A number of fluorescent mAbs were used in these studies. FITC-conjugated anti-human CD4, CD10, CD38, CD45, and CD45RA; phycoerythrin (PE)-conjugated anti-human CD2, CD4, CD8, CD16, CD19, CD20, and CD56; peridinin chlorophyll protein (PerCP)-conjugated anti-human CD3; allophycocyanin-conjugated anti-human CD34; and FITC-conjugated goat anti-mouse Ig were obtained from Becton Dickinson (San Jose, CA). Tri-color (TC)-conjugated anti-human CD8 and allophycocyanin-conjugated anti-human CD3 were obtained from Caltag (Burlingame, CA). PE-Texas Red (ECD)-conjugated anti-human CD8 was obtained from Coulter (Miami, FL). PE-conjugated anti-human glycophorin A was obtained from Immunotech (Westbrook, ME). PE-conjugated anti-human CXCR4 clone 47718 and unconjugated anti-human CXCR4 clones 47701 and 47712 were gifts from Monica Tsang (R&D Systems, Minneapolis, MN). These three mAbs recognize epitopes on the second extracellular loop of CXCR4, with contributions from the first extracellular loop (M. Tsang, unpublished observations), and do not stain cells expressing CXCR1, CXCR2, CXCR3, CCR2, or CCR5 (M. Tsang, unpublished observations, and data not shown). The anti-human CXCR4 clone 12G5 (35) was a gift from James Hoxie (University of Pennsylvania, Philadelphia, PA). The anti-human CCR5 clone 3A9 (33) was a gift from LeukoSite (Cambridge, MA); the mAb was conjugated with PE using a commercial kit (Prozyme, San Leandro, CA). Isotype control Abs for the CXCR4 and CCR5 mAbs consisted of unconjugated mouse IgG2a (Dako, Carpinteria, CA) and PE-conjugated mouse IgG2a and IgG2b (Caltag). Isotype control Abs for the anti-CD mAbs consisted of TC-conjugated mouse IgG2a (Caltag), FITC-conjugated mouse IgG1 and IgG2a, PE-conjugated mouse IgG1 and IgG2a, PerCP-conjugated mouse IgG1, and allophycocyanin-conjugated mouse IgG1 (Becton Dickinson).

Cell preparation

Human fetal bone marrow and thymus were obtained from fetuses at approximately 20 wk gestation at the time of elective termination of pregnancy. Thy/Liv implants were surgically removed from SCID-hu Thy/Liv mice, prepared as previously described (11). Thymi or Thy/Liv implants were ground between the membranes of a nylon mesh bag (Tetko, Kansas City, MO) submerged in PBS; the released cells were rinsed with PBS. Femurs were crushed, and the released cells were subjected to Ficoll-Hypaque density centrifugation. For depletion of cells expressing markers of mature lineage cells, mononuclear cells at the Ficoll interface were rinsed with PBS and incubated with a mixture of PE-conjugated Abs specific for human CD2, CD4, CD8, CD16, CD19, CD20, CD56, and glycophorin A for 30 min at 4°C. Cells coated with these Abs were removed with sheep anti-mouse Ig-conjugated magnetic beads (Dynal, Lake Success, NY). PE-negative cells were then purified from the remaining mixture of cells by FACS using a FACSVantage (Becton Dickinson).
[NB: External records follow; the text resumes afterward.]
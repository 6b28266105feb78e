//! Agent module - the bounded think/act loop.
//!
//! The agent follows a "tools in a loop" pattern:
//! 1. Build context from the system prompt, session history, and new message
//! 2. Ask the reasoning backend for the next action
//! 3. If it requests a tool call, execute it and feed the structured result back
//! 4. Repeat until a final answer is produced or the step budget runs out

mod agent_loop;
mod prompt;

pub use agent_loop::{Agent, AgentError};
pub use prompt::build_system_prompt;
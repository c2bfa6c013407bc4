//! Tar archive provider.
//!
//! Supports plain `.tar` as well as `.tar.gz`/`.tgz`. The entry table is
//! scanned once when the source is opened; content streams are reopened per
//! request. Plain tar serves content straight from the recorded byte offset,
//! gzip has no random access so the stream is re-decoded and skipped to the
//! requested record.

use std::fs::File;
use std::io::{self, Read, Seek, SeekFrom};
use std::path::{Path, PathBuf};
use std::time::{Duration, SystemTime};

use flate2::read::GzDecoder;
use log::{debug, warn};
use tar::{Archive, EntryType};

use super::{ArchiveEntry, ArchiveSource};

/// Scan-time location of an entry's content within the container.
#[derive(Debug, Clone, Copy)]
struct RawEntry {
    /// Position in the tar stream, counting every record including skipped ones.
    tar_index: usize,
    /// Byte offset of the content, valid only for uncompressed archives.
    offset: u64,
    size: u64,
}

pub struct TarSource {
    path: PathBuf,
    gzipped: bool,
    entries: Vec<ArchiveEntry>,
    raw: Vec<RawEntry>,
}

impl TarSource {
    pub fn open(path: impl AsRef<Path>) -> io::Result<Self> {
        let path = path.as_ref().to_path_buf();
        let gzipped = matches!(
            path.extension().and_then(|e| e.to_str()),
            Some("gz") | Some("tgz")
        );
        let mut source = TarSource {
            path,
            gzipped,
            entries: Vec::new(),
            raw: Vec::new(),
        };
        source.scan()?;
        debug!(
            "scanned {} with {} usable entries",
            source.path.display(),
            source.entries.len()
        );
        Ok(source)
    }

    fn reader(&self) -> io::Result<Box<dyn Read + Send>> {
        let file = File::open(&self.path)?;
        if self.gzipped {
            Ok(Box::new(GzDecoder::new(file)))
        } else {
            Ok(Box::new(file))
        }
    }

    fn scan(&mut self) -> io::Result<()> {
        let mut archive = Archive::new(self.reader()?);
        for (tar_index, entry) in archive.entries()?.enumerate() {
            let entry = entry?;
            let header = entry.header();
            let mut name = entry.path()?.to_string_lossy().into_owned();
            match header.entry_type() {
                EntryType::Directory => {
                    if !name.ends_with('/') {
                        name.push('/');
                    }
                }
                EntryType::Regular => {}
                other => {
                    warn!("skipping unsupported entry {name:?} ({other:?})");
                    continue;
                }
            }
            let size = entry.size();
            let mtime = header.mtime().unwrap_or(0);
            let index = self.entries.len();
            self.raw.push(RawEntry {
                tar_index,
                offset: entry.raw_file_position(),
                size,
            });
            self.entries.push(ArchiveEntry {
                name,
                size,
                modified: SystemTime::UNIX_EPOCH + Duration::from_secs(mtime),
                mode: header.mode().unwrap_or(0o644) & 0o7777,
                index,
            });
        }
        Ok(())
    }
}

impl ArchiveSource for TarSource {
    fn entries(&self) -> io::Result<Vec<ArchiveEntry>> {
        Ok(self.entries.clone())
    }

    fn open_entry(&self, index: usize) -> io::Result<Box<dyn Read + Send>> {
        let raw = *self
            .raw
            .get(index)
            .ok_or_else(|| io::Error::new(io::ErrorKind::NotFound, "no such archive entry"))?;
        if self.gzipped {
            let mut archive = Archive::new(GzDecoder::new(File::open(&self.path)?));
            for (tar_index, entry) in archive.entries()?.enumerate() {
                let mut entry = entry?;
                if tar_index == raw.tar_index {
                    let mut buf = Vec::with_capacity(raw.size as usize);
                    entry.read_to_end(&mut buf)?;
                    return Ok(Box::new(io::Cursor::new(buf)));
                }
            }
            Err(io::Error::new(
                io::ErrorKind::UnexpectedEof,
                "archive entry vanished during rescan",
            ))
        } else {
            let mut file = File::open(&self.path)?;
            file.seek(SeekFrom::Start(raw.offset))?;
            Ok(Box::new(file.take(raw.size)))
        }
    }
}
SCID-hu Thy/Liv blood was obtained by cardiac puncture. Adult blood (age, 28–34 yr) was obtained by venipuncture. Cord blood was obtained from term deliveries without evidence of maternal or fetal infection. All procedures and practices were approved by the University of California-San Francisco Committee on Human Research or the University of California-San Francisco Committee on Animal Research.

FACS analysis

Staining of cells with the PE-conjugated CXCR4 or CCR5 mAbs was performed concurrently with mAbs against various CD markers using 10⁶ to 10⁷ purified cells or 50 µl of whole blood in a 100-µl reaction volume containing PBS and 2% FBS. Anti-CD markers included CD38-FITC and CD34-allophycocyanin mAbs for bone marrow mononuclear cells; CD10-FITC and CD34-allophycocyanin for lineage-depleted bone marrow cells; CD3-allophycocyanin, CD4-FITC, and CD8-TC or -ECD for thymocytes from fetal thymus or SCID-hu Thy/Liv implants; CD3-PerCP and CD45-FITC for whole blood from SCID-hu Thy/Liv mice; and CD3-PerCP and CD45RA-FITC for whole blood from adult humans or cord blood. The 47718-PE CXCR4 mAb and its IgG2b-PE isotype control mAb were used at 5 µg/ml, while the 3A9-PE CCR5 mAb and its IgG2a-PE isotype control mAb were used at 1 µg/ml. After 20 min, the cells were rinsed in PBS-2% FBS, fixed in 0.5% paraformaldehyde, and analyzed on a FACSVantage (bone marrow, thymus) or were exposed to FACS lysing solution (Becton Dickinson) for 5 min, fixed in 0.5% paraformaldehyde, and analyzed on a FACScan (blood samples).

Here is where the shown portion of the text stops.